■ **Data listing**:

====================

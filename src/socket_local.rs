//! Local socket interface.
//!
//! Simulates multicast delivery in-process with `std::sync::mpsc` channels
//! keyed by group address, for tests and wasm — grounded on
//! `core/src/socket_local.rs`'s `lazy_static` `SENDERS` map/`thread_rng`
//! group-address pattern, adapted to this crate's per-jack `Network`
//! surface.
//!
//! The teacher hardcodes the control-plane group to a single fixed address,
//! which is fine for its single in-process demo but would let unrelated
//! test functions bleed directives into each other once multiple scenario
//! tests share one `cargo test` binary. [`LocalInterface::new`] takes a
//! `network` byte that every address (control-plane and jack) it allocates
//! is namespaced under, so two `LocalInterface` groups created with
//! different `network` values never see each other's traffic while modules
//! sharing the same value still do — the same pub/sub mechanism, just
//! partitioned per simulated network.

use std::collections::HashMap;
use std::sync::mpsc::{sync_channel, Receiver, SyncSender, TryRecvError, TrySendError};
use std::sync::Mutex;
use std::vec::Vec;

use rand::{thread_rng, Rng};

use crate::network::Network;
use crate::{Error, JACK_PORT};

lazy_static! {
    static ref SENDERS: Mutex<HashMap<[u8; 4], Vec<SyncSender<Vec<u8>>>>> = Mutex::new(HashMap::new());
}

fn patch_group(network: u8) -> [u8; 4] {
    [239, network, 0, 0]
}

fn publish(group: [u8; 4], buf: &[u8]) {
    let mut senders = SENDERS.lock().unwrap();
    if let Some(subs) = senders.get_mut(&group) {
        let payload = buf.to_vec();
        subs.retain(|tx| match tx.try_send(payload.clone()) {
            Ok(_) => true,
            Err(TrySendError::Full(_)) => true,
            Err(TrySendError::Disconnected(_)) => false,
        });
    }
}

fn subscribe(group: [u8; 4], capacity: usize) -> Receiver<Vec<u8>> {
    let (tx, rx) = sync_channel(capacity);
    SENDERS.lock().unwrap().entry(group).or_insert_with(Vec::new).push(tx);
    rx
}

fn drain_into(rx: &Receiver<Vec<u8>>, buf: &mut [u8]) -> Result<usize, Error> {
    match rx.try_recv() {
        Ok(payload) => {
            if payload.len() > buf.len() {
                return Err(Error::Network);
            }
            buf[..payload.len()].copy_from_slice(&payload);
            Ok(payload.len())
        }
        Err(TryRecvError::Empty) => Err(Error::NoData),
        Err(TryRecvError::Disconnected) => Err(Error::Network),
    }
}

pub struct LocalInterface<const I: usize, const O: usize> {
    patch_group: [u8; 4],
    rx_directive: Receiver<Vec<u8>>,
    rx_jacks: [Option<Receiver<Vec<u8>>>; I],
    output_addrs: [[u8; 4]; O],
}

impl<const I: usize, const O: usize> LocalInterface<I, O> {
    /// `network` partitions the simulated multicast fabric: modules built
    /// with the same value share a control-plane group and can see each
    /// other's output jacks' groups; different values are fully isolated.
    pub fn new(network: u8) -> Self {
        let mut rng = thread_rng();
        let patch_group = patch_group(network);
        LocalInterface {
            patch_group,
            rx_directive: subscribe(patch_group, 64),
            rx_jacks: [(); I].map(|_| None),
            output_addrs: [(); O]
                .map(|_| [239, network, rng.gen_range(0..255), rng.gen_range(1..255)]),
        }
    }
}

impl<const I: usize, const O: usize> Network<I, O> for LocalInterface<I, O> {
    fn can_send(&mut self) -> bool {
        true
    }

    fn recv_directive(&mut self, buf: &mut [u8]) -> Result<usize, Error> {
        drain_into(&self.rx_directive, buf)
    }

    fn send_directive(&mut self, buf: &[u8]) -> Result<(), Error> {
        publish(self.patch_group, buf);
        Ok(())
    }

    fn jack_connect(&mut self, input_jack_id: usize, addr: [u8; 4], time: i64) -> Result<(), Error> {
        if input_jack_id >= I {
            return Err(Error::InvalidJackId);
        }
        self.jack_disconnect(input_jack_id, time)?;
        self.rx_jacks[input_jack_id] = Some(subscribe(addr, crate::BUFFER_SIZE));
        Ok(())
    }

    fn jack_recv(&mut self, input_jack_id: usize, buf: &mut [u8]) -> Result<usize, Error> {
        match self.rx_jacks.get(input_jack_id) {
            Some(Some(rx)) => drain_into(rx, buf),
            Some(None) => Err(Error::NoData),
            None => Err(Error::InvalidJackId),
        }
    }

    fn jack_send(&mut self, output_jack_id: usize, buf: &[u8]) -> Result<(), Error> {
        let addr = *self.output_addrs.get(output_jack_id).ok_or(Error::InvalidJackId)?;
        publish(addr, buf);
        Ok(())
    }

    fn jack_addr(&mut self, output_jack_id: usize) -> Result<([u8; 4], u16), Error> {
        let addr = *self.output_addrs.get(output_jack_id).ok_or(Error::InvalidJackId)?;
        Ok((addr, JACK_PORT))
    }

    fn jack_disconnect(&mut self, input_jack_id: usize, _time: i64) -> Result<(), Error> {
        if input_jack_id >= I {
            return Err(Error::InvalidJackId);
        }
        self.rx_jacks[input_jack_id] = None;
        Ok(())
    }
}

#[cfg(test)]
mod tests {
    use super::*;

    #[test]
    fn directives_stay_within_a_network() {
        let mut a: LocalInterface<0, 0> = LocalInterface::new(200);
        let mut b: LocalInterface<0, 0> = LocalInterface::new(200);
        let mut other: LocalInterface<0, 0> = LocalInterface::new(201);

        a.send_directive(b"hello").unwrap();

        let mut buf = [0u8; 16];
        assert_eq!(b.recv_directive(&mut buf).unwrap(), 5);
        assert_eq!(&buf[..5], b"hello");
        assert!(matches!(other.recv_directive(&mut buf), Err(Error::NoData)));
    }

    #[test]
    fn jack_round_trip_delivers_a_sent_block() {
        let mut src: LocalInterface<0, 1> = LocalInterface::new(1);
        let mut dst: LocalInterface<1, 0> = LocalInterface::new(1);

        let (addr, _port) = src.jack_addr(0).unwrap();
        dst.jack_connect(0, addr, 0).unwrap();
        src.jack_send(0, b"block").unwrap();

        let mut buf = [0u8; 16];
        assert_eq!(dst.jack_recv(0, &mut buf).unwrap(), 5);
        assert_eq!(&buf[..5], b"block");
    }
}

====================

■ **Task prompt**: After counting the lines of the records above that hold the word "values", give the total and nothing else.

■ **Output**: 2